Tianya Haijiao (天涯海角 (Tiānyá Hǎijiǎo, Edges of the heaven, corners of the sea)) is a popular visitor attraction 24 km west of Sanya city, Hainan, China.

The venue is considered the southernmost point of China's land area despite the fact that Jinmu Cape actually is. It is for this reason that it is a popular sightseeing destination for tourists, as well as the fact that, on clear days, various islets are visible.

In Chinese literature, the cape is mentioned in many famous poems, such as "I will follow you to Tian-Ya-Hai-Jiao", which means the couple will never be separated. Therefore, many newlyweds spend part of their honeymoon visiting the place.

The term is also used to refer to other similar locations such as Cabo da Roca.

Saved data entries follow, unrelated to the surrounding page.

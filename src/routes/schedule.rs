use std::sync::Arc;

use axum::{
    extract::{Path, Query, State},
    http::StatusCode,
    routing::{delete, get, patch, post},
    Json, Router,
};
use chrono::{NaiveDate, NaiveTime};
use serde::{Deserialize, Serialize};

use crate::db::models::{
    CopySeatingOutcome, CreateSlot, CreateStand, Reservation, ReservationStatus, SessionKind,
    Slot, Stand, UpdateReservation, Week,
};
use crate::db::{
    ReservationRepository, SlotRepository, StandRepository, WeekRepository,
};
use crate::error::{AppError, AppResult};
use crate::i18n;
use crate::AppState;

pub fn router() -> Router<Arc<AppState>> {
    Router::new()
        .route("/weeks", post(get_or_create_week).get(list_weeks))
        .route("/weeks/:week_id", delete(delete_week))
        .route("/weeks/:week_id/slots", get(list_week_slots))
        .route("/weeks/:week_id/default-slots", post(seed_default_slots))
        .route(
            "/weeks/:week_id/copy-from/:source_week_id",
            post(copy_week),
        )
        .route("/weeks/:week_id/sync-capacity", post(sync_week_capacity))
        .route("/slots", post(create_slot))
        .route("/slots/:slot_id", delete(delete_slot))
        .route("/slots/:slot_id/cancel", post(cancel_slot))
        .route("/slots/:slot_id/clear", post(clear_slot))
        .route("/slots/:slot_id/reservations", get(list_slot_reservations))
        .route(
            "/slots/:target_slot_id/copy-seating/:source_slot_id",
            post(copy_seating),
        )
        .route("/reservations/:reservation_id/book", post(book_reservation))
        .route(
            "/reservations/:reservation_id/clear",
            post(clear_reservation),
        )
        .route(
            "/reservations/:reservation_id",
            patch(update_reservation).delete(delete_reservation),
        )
        .route("/stands", post(create_stand).get(list_stands))
        .route("/stands/:stand_id/active", patch(set_stand_active))
}

// ============================================================================
// Request/Response Types
// ============================================================================

#[derive(Debug, Deserialize)]
pub struct GetOrCreateWeekRequest {
    /// Any date inside the week; normalized to its Monday.
    pub date: NaiveDate,
}

#[derive(Debug, Deserialize)]
pub struct ListWeeksQuery {
    pub limit: Option<i64>,
}

#[derive(Debug, Deserialize)]
pub struct SeedDefaultSlotsQuery {
    pub force: Option<bool>,
}

#[derive(Debug, Serialize)]
pub struct SlotsCreatedResponse {
    pub created: i64,
}

#[derive(Debug, Serialize)]
pub struct CopyWeekResponse {
    pub slots_copied: i64,
    pub placeholders_created: i64,
}

#[derive(Debug, Serialize)]
pub struct CapacityResponse {
    pub placeholders_created: i64,
}

#[derive(Debug, Deserialize)]
pub struct CreateSlotRequest {
    pub week_id: String,
    pub slot_date: NaiveDate,
    pub start_time: NaiveTime,
    pub end_time: NaiveTime,
    pub session_kind: Option<SessionKind>,
    pub instructor_name: Option<String>,
    pub label: Option<String>,
    pub notes: Option<String>,
    pub sort_index: Option<i64>,
}

#[derive(Debug, Serialize)]
pub struct CreateSlotResponse {
    pub slot: Slot,
    pub placeholders_created: i64,
}

#[derive(Debug, Serialize)]
pub struct ClearedResponse {
    pub cleared: i64,
}

#[derive(Debug, Deserialize)]
pub struct BookReservationRequest {
    pub client_id: i64,
    pub client_name: String,
    pub source: Option<String>,
    pub notes: Option<String>,
}

#[derive(Debug, Deserialize)]
pub struct UpdateReservationRequest {
    pub client_id: Option<i64>,
    pub client_name: Option<String>,
    pub status: Option<ReservationStatus>,
    pub source: Option<String>,
    pub notes: Option<String>,
}

#[derive(Debug, Deserialize)]
pub struct SetStandActiveRequest {
    pub is_active: bool,
}

// ============================================================================
// Week Handlers
// ============================================================================

async fn get_or_create_week(
    State(state): State<Arc<AppState>>,
    Json(request): Json<GetOrCreateWeekRequest>,
) -> AppResult<Json<Week>> {
    let week = WeekRepository::get_or_create(&state.db, request.date).await?;
    Ok(Json(week))
}

async fn list_weeks(
    State(state): State<Arc<AppState>>,
    Query(query): Query<ListWeeksQuery>,
) -> AppResult<Json<Vec<Week>>> {
    let limit = query.limit.unwrap_or(20).clamp(1, 100);
    let weeks = WeekRepository::list(&state.db, limit).await?;
    Ok(Json(weeks))
}

async fn delete_week(
    State(state): State<Arc<AppState>>,
    Path(week_id): Path<String>,
) -> AppResult<StatusCode> {
    if WeekRepository::delete(&state.db, &week_id).await? {
        Ok(StatusCode::NO_CONTENT)
    } else {
        Err(AppError::NotFound(i18n::t("not_found.week")))
    }
}

async fn list_week_slots(
    State(state): State<Arc<AppState>>,
    Path(week_id): Path<String>,
) -> AppResult<Json<Vec<Slot>>> {
    WeekRepository::find_by_id(&state.db, &week_id)
        .await?
        .ok_or_else(|| AppError::NotFound(i18n::t("not_found.week")))?;

    let slots = SlotRepository::list_for_week(&state.db, &week_id).await?;
    Ok(Json(slots))
}

async fn seed_default_slots(
    State(state): State<Arc<AppState>>,
    Path(week_id): Path<String>,
    Query(query): Query<SeedDefaultSlotsQuery>,
) -> AppResult<Json<SlotsCreatedResponse>> {
    let created =
        SlotRepository::create_default_slots(&state.db, &week_id, query.force.unwrap_or(false))
            .await?;
    Ok(Json(SlotsCreatedResponse { created }))
}

async fn copy_week(
    State(state): State<Arc<AppState>>,
    Path((week_id, source_week_id)): Path<(String, String)>,
) -> AppResult<Json<CopyWeekResponse>> {
    let (slots_copied, placeholders_created) =
        SlotRepository::copy_from_week(&state.db, &source_week_id, &week_id).await?;
    Ok(Json(CopyWeekResponse {
        slots_copied,
        placeholders_created,
    }))
}

async fn sync_week_capacity(
    State(state): State<Arc<AppState>>,
    Path(week_id): Path<String>,
) -> AppResult<Json<CapacityResponse>> {
    WeekRepository::find_by_id(&state.db, &week_id)
        .await?
        .ok_or_else(|| AppError::NotFound(i18n::t("not_found.week")))?;

    let placeholders_created =
        ReservationRepository::sync_week_capacity(&state.db, &week_id).await?;
    Ok(Json(CapacityResponse {
        placeholders_created,
    }))
}

// ============================================================================
// Slot Handlers
// ============================================================================

async fn create_slot(
    State(state): State<Arc<AppState>>,
    Json(request): Json<CreateSlotRequest>,
) -> AppResult<(StatusCode, Json<CreateSlotResponse>)> {
    let (slot, placeholders_created) = SlotRepository::create(
        &state.db,
        CreateSlot {
            week_id: request.week_id,
            slot_date: request.slot_date,
            start_time: request.start_time,
            end_time: request.end_time,
            session_kind: request.session_kind,
            instructor_name: request.instructor_name,
            label: request.label,
            notes: request.notes,
            sort_index: request.sort_index,
        },
    )
    .await?;

    Ok((
        StatusCode::CREATED,
        Json(CreateSlotResponse {
            slot,
            placeholders_created,
        }),
    ))
}

async fn delete_slot(
    State(state): State<Arc<AppState>>,
    Path(slot_id): Path<String>,
) -> AppResult<StatusCode> {
    if SlotRepository::delete(&state.db, &slot_id).await? {
        Ok(StatusCode::NO_CONTENT)
    } else {
        Err(AppError::NotFound(i18n::t("not_found.slot")))
    }
}

async fn cancel_slot(
    State(state): State<Arc<AppState>>,
    Path(slot_id): Path<String>,
) -> AppResult<StatusCode> {
    if SlotRepository::set_cancelled(&state.db, &slot_id, true).await? {
        Ok(StatusCode::NO_CONTENT)
    } else {
        Err(AppError::NotFound(i18n::t("not_found.slot")))
    }
}

async fn clear_slot(
    State(state): State<Arc<AppState>>,
    Path(slot_id): Path<String>,
) -> AppResult<Json<ClearedResponse>> {
    SlotRepository::find_by_id(&state.db, &slot_id)
        .await?
        .ok_or_else(|| AppError::NotFound(i18n::t("not_found.slot")))?;

    let cleared = ReservationRepository::clear_for_slot(&state.db, &slot_id).await?;
    Ok(Json(ClearedResponse { cleared }))
}

async fn list_slot_reservations(
    State(state): State<Arc<AppState>>,
    Path(slot_id): Path<String>,
) -> AppResult<Json<Vec<Reservation>>> {
    SlotRepository::find_by_id(&state.db, &slot_id)
        .await?
        .ok_or_else(|| AppError::NotFound(i18n::t("not_found.slot")))?;

    let reservations = ReservationRepository::list_for_slot(&state.db, &slot_id).await?;
    Ok(Json(reservations))
}

async fn copy_seating(
    State(state): State<Arc<AppState>>,
    Path((target_slot_id, source_slot_id)): Path<(String, String)>,
) -> AppResult<Json<CopySeatingOutcome>> {
    let outcome =
        ReservationRepository::copy_slot_seating(&state.db, &source_slot_id, &target_slot_id)
            .await?;
    Ok(Json(outcome))
}

// ============================================================================
// Reservation Handlers
// ============================================================================

async fn book_reservation(
    State(state): State<Arc<AppState>>,
    Path(reservation_id): Path<String>,
    Json(request): Json<BookReservationRequest>,
) -> AppResult<Json<Reservation>> {
    let booked = ReservationRepository::book_available(
        &state.db,
        &reservation_id,
        request.client_id,
        &request.client_name,
        request.source.as_deref(),
        request.notes.as_deref(),
    )
    .await?;

    match booked {
        Some(reservation) => Ok(Json(reservation)),
        None => {
            // Distinguish "never existed" from "someone else won the race".
            match ReservationRepository::find_by_id(&state.db, &reservation_id).await? {
                Some(_) => Err(AppError::Conflict(i18n::t("conflict.stand_taken"))),
                None => Err(AppError::NotFound(i18n::t("not_found.reservation"))),
            }
        }
    }
}

async fn clear_reservation(
    State(state): State<Arc<AppState>>,
    Path(reservation_id): Path<String>,
) -> AppResult<Json<Reservation>> {
    ReservationRepository::clear(&state.db, &reservation_id)
        .await?
        .map(Json)
        .ok_or_else(|| AppError::NotFound(i18n::t("not_found.reservation")))
}

async fn update_reservation(
    State(state): State<Arc<AppState>>,
    Path(reservation_id): Path<String>,
    Json(request): Json<UpdateReservationRequest>,
) -> AppResult<Json<Reservation>> {
    let updated = ReservationRepository::update(
        &state.db,
        &reservation_id,
        UpdateReservation {
            client_id: request.client_id,
            client_name: request.client_name,
            status: request.status,
            source: request.source,
            notes: request.notes,
        },
    )
    .await?;
    Ok(Json(updated))
}

async fn delete_reservation(
    State(state): State<Arc<AppState>>,
    Path(reservation_id): Path<String>,
) -> AppResult<StatusCode> {
    if ReservationRepository::delete(&state.db, &reservation_id).await? {
        Ok(StatusCode::NO_CONTENT)
    } else {
        Err(AppError::NotFound(i18n::t("not_found.reservation")))
    }
}

// ============================================================================
// Stand Handlers
// ============================================================================

async fn create_stand(
    State(state): State<Arc<AppState>>,
    Json(request): Json<CreateStand>,
) -> AppResult<(StatusCode, Json<Stand>)> {
    let stand = StandRepository::create(&state.db, request).await?;
    Ok((StatusCode::CREATED, Json(stand)))
}

async fn list_stands(State(state): State<Arc<AppState>>) -> AppResult<Json<Vec<Stand>>> {
    let stands = StandRepository::list_active(&state.db).await?;
    Ok(Json(stands))
}

async fn set_stand_active(
    State(state): State<Arc<AppState>>,
    Path(stand_id): Path<i64>,
    Json(request): Json<SetStandActiveRequest>,
) -> AppResult<StatusCode> {
    if StandRepository::set_active(&state.db, stand_id, request.is_active).await? {
        Ok(StatusCode::NO_CONTENT)
    } else {
        Err(AppError::NotFound(format!("Stand {} not found", stand_id)))
    }
}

==Popular tourist attractions==
- The Rocks of Sun and Moon (日月石) are two boulders near hundreds of other uniquely shaped rocks. Here the "Sun" refers to "husband" and the "Moon" refers to "wife". Looking from the distance, they resemble a couple entwined to each other but they are in fact separate rocks.
- Southern Heaven Rock (南天一柱), a boulder near the Rock of Sun and Moon, with a famous poem of Fan Yun-Ti (范雲梯) inscribed on its top.
- Tian-Ya Cliff (天涯), with an inscription by Cheng Zhe on the top.